— What to do —
From the records below, take each line where the string "Leadership" shows up and copy it.

— Material provided —
=== Begin Enclosure ===

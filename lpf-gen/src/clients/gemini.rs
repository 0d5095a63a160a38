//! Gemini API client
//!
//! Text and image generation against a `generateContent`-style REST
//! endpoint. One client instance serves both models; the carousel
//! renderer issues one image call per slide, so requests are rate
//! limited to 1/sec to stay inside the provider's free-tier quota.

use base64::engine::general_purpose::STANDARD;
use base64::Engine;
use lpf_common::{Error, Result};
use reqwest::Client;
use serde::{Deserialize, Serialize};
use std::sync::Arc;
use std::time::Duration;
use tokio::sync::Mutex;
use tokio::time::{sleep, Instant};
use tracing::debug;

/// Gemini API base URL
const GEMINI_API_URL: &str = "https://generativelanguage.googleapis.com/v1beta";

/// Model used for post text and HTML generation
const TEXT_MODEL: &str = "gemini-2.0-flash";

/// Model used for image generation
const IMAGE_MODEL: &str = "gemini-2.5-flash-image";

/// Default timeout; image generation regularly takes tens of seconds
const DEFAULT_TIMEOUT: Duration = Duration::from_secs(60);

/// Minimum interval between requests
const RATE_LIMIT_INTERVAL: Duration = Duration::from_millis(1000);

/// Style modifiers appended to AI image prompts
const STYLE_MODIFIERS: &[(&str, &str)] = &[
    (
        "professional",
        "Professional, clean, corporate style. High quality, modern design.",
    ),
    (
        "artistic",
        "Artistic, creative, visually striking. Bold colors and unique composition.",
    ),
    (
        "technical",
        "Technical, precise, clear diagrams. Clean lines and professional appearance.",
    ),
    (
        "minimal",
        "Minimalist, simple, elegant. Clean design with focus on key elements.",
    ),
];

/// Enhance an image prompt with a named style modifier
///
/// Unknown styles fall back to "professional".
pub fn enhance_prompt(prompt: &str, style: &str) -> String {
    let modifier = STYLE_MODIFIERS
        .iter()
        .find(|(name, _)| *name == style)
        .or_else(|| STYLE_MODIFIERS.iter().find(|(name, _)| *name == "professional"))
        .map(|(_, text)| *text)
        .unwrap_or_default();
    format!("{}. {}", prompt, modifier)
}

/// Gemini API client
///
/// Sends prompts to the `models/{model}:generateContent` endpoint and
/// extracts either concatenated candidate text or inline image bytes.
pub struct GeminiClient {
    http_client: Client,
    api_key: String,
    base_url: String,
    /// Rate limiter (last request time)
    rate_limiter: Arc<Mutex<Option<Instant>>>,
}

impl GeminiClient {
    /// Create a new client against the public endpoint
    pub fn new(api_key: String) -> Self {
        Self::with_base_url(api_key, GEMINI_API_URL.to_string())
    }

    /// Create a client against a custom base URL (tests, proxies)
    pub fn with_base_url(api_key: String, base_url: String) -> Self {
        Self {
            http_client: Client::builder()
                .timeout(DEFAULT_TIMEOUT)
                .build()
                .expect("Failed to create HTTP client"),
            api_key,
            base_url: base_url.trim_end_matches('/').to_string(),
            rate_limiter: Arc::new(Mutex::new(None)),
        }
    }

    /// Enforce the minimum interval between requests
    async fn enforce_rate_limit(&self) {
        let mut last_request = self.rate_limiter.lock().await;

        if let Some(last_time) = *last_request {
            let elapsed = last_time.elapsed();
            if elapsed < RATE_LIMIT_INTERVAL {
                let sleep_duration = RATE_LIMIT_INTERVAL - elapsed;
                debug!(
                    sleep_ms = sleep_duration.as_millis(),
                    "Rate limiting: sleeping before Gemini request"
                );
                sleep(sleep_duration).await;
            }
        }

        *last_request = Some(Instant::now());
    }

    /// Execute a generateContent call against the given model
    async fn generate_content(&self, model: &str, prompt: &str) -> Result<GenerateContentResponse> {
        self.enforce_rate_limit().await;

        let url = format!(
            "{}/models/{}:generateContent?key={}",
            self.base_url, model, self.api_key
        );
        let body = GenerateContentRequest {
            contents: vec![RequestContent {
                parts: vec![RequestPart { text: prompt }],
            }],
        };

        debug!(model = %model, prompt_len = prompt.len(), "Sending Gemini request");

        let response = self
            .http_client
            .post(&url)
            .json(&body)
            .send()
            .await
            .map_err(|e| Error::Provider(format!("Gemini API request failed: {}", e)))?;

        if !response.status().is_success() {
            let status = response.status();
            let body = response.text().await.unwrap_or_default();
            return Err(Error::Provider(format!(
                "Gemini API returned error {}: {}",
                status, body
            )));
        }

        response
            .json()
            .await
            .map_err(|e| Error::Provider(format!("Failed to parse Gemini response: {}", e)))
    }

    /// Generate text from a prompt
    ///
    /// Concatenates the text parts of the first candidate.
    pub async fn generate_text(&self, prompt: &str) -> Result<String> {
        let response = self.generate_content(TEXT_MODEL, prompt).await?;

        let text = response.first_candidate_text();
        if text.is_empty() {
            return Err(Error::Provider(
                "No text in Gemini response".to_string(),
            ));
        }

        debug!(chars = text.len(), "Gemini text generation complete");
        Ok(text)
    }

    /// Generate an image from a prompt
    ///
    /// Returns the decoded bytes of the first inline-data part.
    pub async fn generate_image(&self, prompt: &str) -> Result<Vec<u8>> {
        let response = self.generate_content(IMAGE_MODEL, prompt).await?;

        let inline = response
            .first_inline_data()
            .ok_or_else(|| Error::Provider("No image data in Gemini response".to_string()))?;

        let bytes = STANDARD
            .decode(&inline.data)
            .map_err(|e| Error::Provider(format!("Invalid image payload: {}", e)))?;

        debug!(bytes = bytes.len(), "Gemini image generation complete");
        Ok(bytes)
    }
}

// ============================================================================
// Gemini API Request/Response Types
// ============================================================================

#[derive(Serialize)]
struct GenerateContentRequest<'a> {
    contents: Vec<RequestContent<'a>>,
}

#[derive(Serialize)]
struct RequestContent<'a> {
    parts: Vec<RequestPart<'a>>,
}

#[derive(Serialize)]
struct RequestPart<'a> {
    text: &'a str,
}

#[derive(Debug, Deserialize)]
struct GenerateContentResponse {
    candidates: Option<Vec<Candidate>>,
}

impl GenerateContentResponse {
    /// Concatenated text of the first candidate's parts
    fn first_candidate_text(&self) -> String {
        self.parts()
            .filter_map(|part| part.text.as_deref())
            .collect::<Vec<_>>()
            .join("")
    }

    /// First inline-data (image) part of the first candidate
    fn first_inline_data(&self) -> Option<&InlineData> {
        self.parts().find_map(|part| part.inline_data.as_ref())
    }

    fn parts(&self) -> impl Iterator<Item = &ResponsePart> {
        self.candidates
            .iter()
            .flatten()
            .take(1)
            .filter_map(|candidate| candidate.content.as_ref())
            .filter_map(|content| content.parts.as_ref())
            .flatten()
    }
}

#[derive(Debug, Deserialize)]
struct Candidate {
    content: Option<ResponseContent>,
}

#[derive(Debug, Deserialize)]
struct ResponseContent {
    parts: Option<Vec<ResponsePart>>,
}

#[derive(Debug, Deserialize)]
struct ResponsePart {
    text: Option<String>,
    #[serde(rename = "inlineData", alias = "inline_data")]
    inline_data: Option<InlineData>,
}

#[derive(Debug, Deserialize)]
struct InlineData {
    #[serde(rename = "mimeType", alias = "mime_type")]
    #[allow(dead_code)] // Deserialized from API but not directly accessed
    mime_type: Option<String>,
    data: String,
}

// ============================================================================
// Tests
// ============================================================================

=== End Enclosure ===
=== Begin Enclosure ===

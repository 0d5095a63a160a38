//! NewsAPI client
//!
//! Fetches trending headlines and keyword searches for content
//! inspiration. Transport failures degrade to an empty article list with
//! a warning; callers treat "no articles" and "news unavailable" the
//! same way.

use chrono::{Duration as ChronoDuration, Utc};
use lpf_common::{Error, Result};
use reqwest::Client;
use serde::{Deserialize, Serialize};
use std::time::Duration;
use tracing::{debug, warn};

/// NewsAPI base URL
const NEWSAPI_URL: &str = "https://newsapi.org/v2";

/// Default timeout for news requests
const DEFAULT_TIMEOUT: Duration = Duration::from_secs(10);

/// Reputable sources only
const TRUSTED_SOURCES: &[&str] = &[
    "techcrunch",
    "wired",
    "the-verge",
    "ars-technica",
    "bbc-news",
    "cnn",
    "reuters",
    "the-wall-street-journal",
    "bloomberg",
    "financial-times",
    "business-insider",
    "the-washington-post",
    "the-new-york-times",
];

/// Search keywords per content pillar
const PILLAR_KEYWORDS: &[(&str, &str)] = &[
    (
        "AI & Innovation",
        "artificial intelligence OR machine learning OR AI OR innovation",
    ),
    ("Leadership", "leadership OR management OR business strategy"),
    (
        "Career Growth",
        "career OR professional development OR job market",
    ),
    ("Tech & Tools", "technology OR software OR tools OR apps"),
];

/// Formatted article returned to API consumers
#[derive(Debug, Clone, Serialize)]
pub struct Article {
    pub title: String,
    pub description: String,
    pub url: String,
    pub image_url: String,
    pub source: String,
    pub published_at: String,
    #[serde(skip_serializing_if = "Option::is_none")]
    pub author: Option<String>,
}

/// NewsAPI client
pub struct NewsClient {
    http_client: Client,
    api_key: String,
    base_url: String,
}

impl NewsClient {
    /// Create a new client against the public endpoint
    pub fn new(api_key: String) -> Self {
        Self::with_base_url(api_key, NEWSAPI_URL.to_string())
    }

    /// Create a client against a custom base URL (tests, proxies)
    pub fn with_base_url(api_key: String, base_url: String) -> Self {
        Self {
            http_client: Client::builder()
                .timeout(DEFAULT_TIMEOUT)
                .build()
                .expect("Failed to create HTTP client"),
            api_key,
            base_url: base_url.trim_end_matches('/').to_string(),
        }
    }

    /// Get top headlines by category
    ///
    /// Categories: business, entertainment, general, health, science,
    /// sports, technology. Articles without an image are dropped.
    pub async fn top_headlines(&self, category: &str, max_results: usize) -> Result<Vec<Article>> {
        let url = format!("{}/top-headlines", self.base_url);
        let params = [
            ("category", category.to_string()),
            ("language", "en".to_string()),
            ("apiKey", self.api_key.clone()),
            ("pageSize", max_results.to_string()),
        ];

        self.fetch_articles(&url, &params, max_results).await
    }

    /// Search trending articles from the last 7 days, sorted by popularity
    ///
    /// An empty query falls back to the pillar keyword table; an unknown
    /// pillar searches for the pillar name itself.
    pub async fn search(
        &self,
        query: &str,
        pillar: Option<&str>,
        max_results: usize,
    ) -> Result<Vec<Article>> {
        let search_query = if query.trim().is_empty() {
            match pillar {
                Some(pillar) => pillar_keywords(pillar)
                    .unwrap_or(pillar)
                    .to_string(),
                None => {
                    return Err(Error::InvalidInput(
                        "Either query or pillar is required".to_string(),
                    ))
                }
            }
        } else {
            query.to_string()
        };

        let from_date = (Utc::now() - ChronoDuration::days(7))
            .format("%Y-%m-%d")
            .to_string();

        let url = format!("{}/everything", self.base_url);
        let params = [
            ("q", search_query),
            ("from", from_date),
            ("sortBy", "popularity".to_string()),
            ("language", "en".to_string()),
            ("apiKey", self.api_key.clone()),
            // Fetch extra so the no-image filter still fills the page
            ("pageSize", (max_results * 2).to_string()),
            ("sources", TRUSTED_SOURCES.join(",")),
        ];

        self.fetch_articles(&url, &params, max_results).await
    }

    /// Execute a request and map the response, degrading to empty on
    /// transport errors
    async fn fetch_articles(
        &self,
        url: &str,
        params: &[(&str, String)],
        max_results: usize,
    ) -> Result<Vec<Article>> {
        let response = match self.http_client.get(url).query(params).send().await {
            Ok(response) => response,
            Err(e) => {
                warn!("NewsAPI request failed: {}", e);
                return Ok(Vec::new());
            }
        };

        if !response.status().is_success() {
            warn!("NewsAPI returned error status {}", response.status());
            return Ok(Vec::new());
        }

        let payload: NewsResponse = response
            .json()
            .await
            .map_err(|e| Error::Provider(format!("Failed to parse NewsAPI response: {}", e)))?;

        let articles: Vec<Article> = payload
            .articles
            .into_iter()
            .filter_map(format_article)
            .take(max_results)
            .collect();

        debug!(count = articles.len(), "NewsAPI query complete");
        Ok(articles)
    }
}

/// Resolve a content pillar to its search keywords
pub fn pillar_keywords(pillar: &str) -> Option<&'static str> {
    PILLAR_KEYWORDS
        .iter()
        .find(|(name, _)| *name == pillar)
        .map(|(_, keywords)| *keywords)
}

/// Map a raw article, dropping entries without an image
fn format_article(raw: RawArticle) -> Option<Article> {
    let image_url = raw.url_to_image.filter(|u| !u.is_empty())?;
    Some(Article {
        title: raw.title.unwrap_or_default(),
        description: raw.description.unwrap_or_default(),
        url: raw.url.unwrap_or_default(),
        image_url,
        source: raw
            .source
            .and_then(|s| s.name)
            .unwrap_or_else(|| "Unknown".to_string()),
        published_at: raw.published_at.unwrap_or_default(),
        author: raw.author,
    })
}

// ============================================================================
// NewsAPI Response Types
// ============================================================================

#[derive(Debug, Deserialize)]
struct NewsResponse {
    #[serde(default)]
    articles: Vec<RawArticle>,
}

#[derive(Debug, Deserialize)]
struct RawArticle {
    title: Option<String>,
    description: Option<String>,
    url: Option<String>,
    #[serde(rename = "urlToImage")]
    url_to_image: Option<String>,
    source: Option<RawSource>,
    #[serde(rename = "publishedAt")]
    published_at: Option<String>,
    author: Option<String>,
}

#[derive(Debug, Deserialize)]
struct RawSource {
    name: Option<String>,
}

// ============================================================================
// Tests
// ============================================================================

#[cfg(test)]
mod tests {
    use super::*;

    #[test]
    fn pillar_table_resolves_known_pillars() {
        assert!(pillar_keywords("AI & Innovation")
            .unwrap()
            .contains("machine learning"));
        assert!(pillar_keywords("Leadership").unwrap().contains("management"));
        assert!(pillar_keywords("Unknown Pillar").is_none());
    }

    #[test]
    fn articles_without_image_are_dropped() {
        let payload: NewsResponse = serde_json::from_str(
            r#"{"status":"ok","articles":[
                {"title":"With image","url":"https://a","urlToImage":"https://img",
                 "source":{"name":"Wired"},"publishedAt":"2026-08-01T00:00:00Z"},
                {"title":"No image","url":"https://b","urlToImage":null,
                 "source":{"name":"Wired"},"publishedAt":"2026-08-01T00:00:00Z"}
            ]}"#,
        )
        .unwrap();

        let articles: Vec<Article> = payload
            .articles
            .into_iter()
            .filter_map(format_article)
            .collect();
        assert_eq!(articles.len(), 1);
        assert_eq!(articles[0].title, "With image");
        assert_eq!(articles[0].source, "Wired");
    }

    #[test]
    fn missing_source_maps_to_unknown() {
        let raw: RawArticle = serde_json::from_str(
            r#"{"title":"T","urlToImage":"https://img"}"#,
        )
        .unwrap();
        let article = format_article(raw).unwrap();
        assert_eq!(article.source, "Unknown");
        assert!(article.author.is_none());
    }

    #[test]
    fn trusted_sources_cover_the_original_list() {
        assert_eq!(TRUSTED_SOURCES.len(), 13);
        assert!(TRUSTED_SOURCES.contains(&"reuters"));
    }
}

=== End Enclosure ===

— Answer to the problem —
    ("Leadership", "leadership OR management OR business strategy"),
        assert!(pillar_keywords("Leadership").unwrap().contains("management"));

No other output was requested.